Non pare raccogliere grandi consensi Geert Wilders, il candidato del Partij voor de Vrijheid (PVV), una formazione di estrema destra di cui si è molto parlato negli ultimi anni e che di recente ha sostituito i proclami xenofobi con l’eurofobia, tentando così di raccogliere consensi attorno alla crescente insofferenza dei benestanti paesi nordici per i cosiddetti garlic country, i paesi del sud Europa che puzzano d’aglio e sono pieni di debiti. Nemmeno Emile Roemer, il leader del Socialistische Partij (SP), il partito socialista, a cui i sondaggi di fine agosto attribuivano più di 30 seggi nella Camera bassa, il doppio delle precedenti elezioni, sembra in buona posizione. Secondo i sondaggi, però, la percentuale degli indecisi è ancora molto alta, circa il 40 per cento, e quindi le cose possono cambiare. Mentre nelle elezioni del 2010 il dibattito nazionale era dominato dall’Islam e dell’immigrazione, ora i temi che più interessano gli elettori olandesi sono quelli economici. «Le elezioni decidono quello che faremo con i nostri soldi», ha detto al New York Times Anna Kleene, 32 anni, una consulente gestionale al Amsterdam World Trade Center. «C’è la crisi e ci chiedono se vogliamo spendere i nostri soldi per la Grecia o l’Italia, ma è difficile decidere. Se noi rispettiamo le regole dell’Europa, perchè gli altri non lo fanno?».

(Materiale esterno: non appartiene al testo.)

//! Platform API client.
//!
//! JSON-over-HTTP implementation of both collaborator traits against the
//! lab platform service. One failed call is one error: non-success
//! responses map straight to an upstream error carrying the status and
//! response body, and nothing is retried.

use async_trait::async_trait;
use serde::de::DeserializeOwned;
use serde::Serialize;
use serde_json::json;
use std::time::Duration;

use crate::config::RemoteConfig;
use crate::error::{LabError, Result};
use crate::model::{Lab, VmRecord};

use super::{
    CloudCompute, CreateLabRequest, LabAutomation, NewTemplateVm, ProvisionReceipt, SnapshotRef,
    TemplateVmStatus, VmDescriptor,
};

pub struct PlatformClient {
    base_url: String,
    token: Option<String>,
    client: reqwest::Client,
}

impl PlatformClient {
    pub fn new(config: &RemoteConfig) -> anyhow::Result<Self> {
        use anyhow::Context;

        let client = reqwest::Client::builder()
            .timeout(Duration::from_secs(config.timeout_secs))
            .build()
            .context("Failed to build platform HTTP client")?;

        Ok(Self {
            base_url: config.base_url.trim_end_matches('/').to_string(),
            token: config.token.clone(),
            client,
        })
    }

    fn url(&self, path: &str) -> String {
        format!("{}{}", self.base_url, path)
    }

    fn authorize(&self, req: reqwest::RequestBuilder) -> reqwest::RequestBuilder {
        match &self.token {
            Some(token) => req.header("Authorization", format!("Bearer {token}")),
            None => req,
        }
    }

    async fn read<T: DeserializeOwned>(
        operation: &str,
        response: reqwest::Response,
    ) -> Result<T> {
        let status = response.status();
        if !status.is_success() {
            let body = response.text().await.unwrap_or_default();
            return Err(LabError::upstream(operation, format!("{status} - {body}")));
        }
        response
            .json::<T>()
            .await
            .map_err(|e| LabError::upstream(operation, format!("invalid response body: {e}")))
    }

    async fn expect_success(operation: &str, response: reqwest::Response) -> Result<()> {
        let status = response.status();
        if !status.is_success() {
            let body = response.text().await.unwrap_or_default();
            return Err(LabError::upstream(operation, format!("{status} - {body}")));
        }
        Ok(())
    }

    async fn get<T: DeserializeOwned>(
        &self,
        operation: &str,
        path: &str,
        query: &[(&str, &str)],
    ) -> Result<T> {
        let response = self
            .authorize(self.client.get(self.url(path)).query(query))
            .send()
            .await
            .map_err(|e| LabError::upstream(operation, format!("request failed: {e}")))?;
        Self::read(operation, response).await
    }

    async fn post<B: Serialize, T: DeserializeOwned>(
        &self,
        operation: &str,
        path: &str,
        body: &B,
    ) -> Result<T> {
        let response = self
            .authorize(self.client.post(self.url(path)).json(body))
            .send()
            .await
            .map_err(|e| LabError::upstream(operation, format!("request failed: {e}")))?;
        Self::read(operation, response).await
    }

    async fn post_unit<B: Serialize>(&self, operation: &str, path: &str, body: &B) -> Result<()> {
        let response = self
            .authorize(self.client.post(self.url(path)).json(body))
            .send()
            .await
            .map_err(|e| LabError::upstream(operation, format!("request failed: {e}")))?;
        Self::expect_success(operation, response).await
    }

    async fn delete_unit(&self, operation: &str, path: &str) -> Result<()> {
        let response = self
            .authorize(self.client.delete(self.url(path)))
            .send()
            .await
            .map_err(|e| LabError::upstream(operation, format!("request failed: {e}")))?;
        Self::expect_success(operation, response).await
    }
}

#[async_trait]
impl CloudCompute for PlatformClient {
    async fn list_running_labs(&self, course: Option<&str>) -> Result<Vec<Lab>> {
        let mut query = Vec::new();
        if let Some(course) = course {
            query.push(("course", course));
        }
        self.get("list_running_labs", "/api/v1/labs", &query).await
    }

    async fn list_published_labs(&self, course: &str) -> Result<Vec<Lab>> {
        self.get(
            "list_published_labs",
            "/api/v1/labs/published",
            &[("course", course)],
        )
        .await
    }

    async fn enroll(
        &self,
        course: &str,
        lab_id: &str,
        user_id: &str,
    ) -> Result<Option<VmRecord>> {
        self.post(
            "enroll",
            &format!("/api/v1/labs/{course}/{lab_id}/enroll"),
            &json!({ "user_id": user_id }),
        )
        .await
    }

    async fn publish_lab(&self, course: &str, lab_id: &str) -> Result<()> {
        self.post_unit(
            "publish_lab",
            &format!("/api/v1/labs/{course}/{lab_id}/publish"),
            &json!({}),
        )
        .await
    }

    async fn unpublish_lab(&self, course: &str, lab_id: &str) -> Result<()> {
        self.post_unit(
            "unpublish_lab",
            &format!("/api/v1/labs/{course}/{lab_id}/unpublish"),
            &json!({}),
        )
        .await
    }

    async fn power_start(&self, vm_id: &str) -> Result<()> {
        self.post_unit("power_start", &format!("/api/v1/vms/{vm_id}/start"), &json!({}))
            .await
    }

    async fn power_stop(&self, vm_id: &str, deallocate: bool) -> Result<()> {
        self.post_unit(
            "power_stop",
            &format!("/api/v1/vms/{vm_id}/stop"),
            &json!({ "deallocate": deallocate }),
        )
        .await
    }

    async fn create_template_vm(
        &self,
        user_id: &str,
        spec: &NewTemplateVm,
    ) -> Result<VmDescriptor> {
        self.post(
            "create_template_vm",
            &format!("/api/v1/template-vms/{user_id}"),
            spec,
        )
        .await
    }

    async fn template_vm_status(&self, user_id: &str) -> Result<TemplateVmStatus> {
        self.get(
            "template_vm_status",
            &format!("/api/v1/template-vms/{user_id}"),
            &[],
        )
        .await
    }

    async fn publish_snapshot(&self, user_id: &str, snapshot_name: &str) -> Result<SnapshotRef> {
        self.post(
            "publish_snapshot",
            &format!("/api/v1/template-vms/{user_id}/snapshot"),
            &json!({ "name": snapshot_name }),
        )
        .await
    }

    async fn discard_template_vm(&self, user_id: &str) -> Result<()> {
        self.delete_unit(
            "discard_template_vm",
            &format!("/api/v1/template-vms/{user_id}"),
        )
        .await
    }

    async fn search_snapshots(
        &self,
        course: &str,
        query: Option<&str>,
    ) -> Result<Vec<SnapshotRef>> {
        let mut params = vec![("course", course)];
        if let Some(q) = query {
            params.push(("q", q));
        }
        self.get("search_snapshots", "/api/v1/snapshots", &params).await
    }
}

#[async_trait]
impl LabAutomation for PlatformClient {
    async fn create_lab(&self, request: &CreateLabRequest) -> Result<ProvisionReceipt> {
        self.post("create_lab", "/api/v1/provision/labs", request).await
    }

    async fn delete_lab(&self, course: &str, lab_id: &str) -> Result<ProvisionReceipt> {
        self.post(
            "delete_lab",
            &format!("/api/v1/provision/labs/{course}/{lab_id}/delete"),
            &json!({}),
        )
        .await
    }
}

L’ultimo sondaggio di Ipsos Synovate mostra in vantaggio VVD e PVDA, i due principali partiti che potrebbero ottenere 35 seggi ciascuno nella Camera bassa, seguiti dal partito socialista di Roemer, il PVV di Wilders, il Christen-Democratische Partij (CDP) e il Politieke Partij Democraten 66 (D66), un partito di orientamento liberale. Ciò che sembra preoccupare più di tutto molti elettori è lo status quo, l’impossibilità di rivolgersi a qualcuno che sia in grado di cambiare la situazione. Anche perché il sistema elettorale olandese, la frammentazione politica e l’equilibrio di forza tra i partiti rendono inevitabile la formazione di una coalizione tra partiti con piattaforme anche piuttosto diverse.
Gli Stati generali dei Paesi Bassi, cioè il Parlamento, sono divisi in Camera Bassa, la più importante, composta da 150 membri eletti con un sistema proporzionale e a suffragio universale diretto, e la Camera Alta, formata da 75 membri eletti nelle dodici province dei Paesi Bassi. Secondo il sistema elettorale in vigore nel paese per assegnare i 150 posti della Camera, si utilizza il metodo del quoziente puro: lo 0.67% dei voti è sufficiente ad assegnare un posto.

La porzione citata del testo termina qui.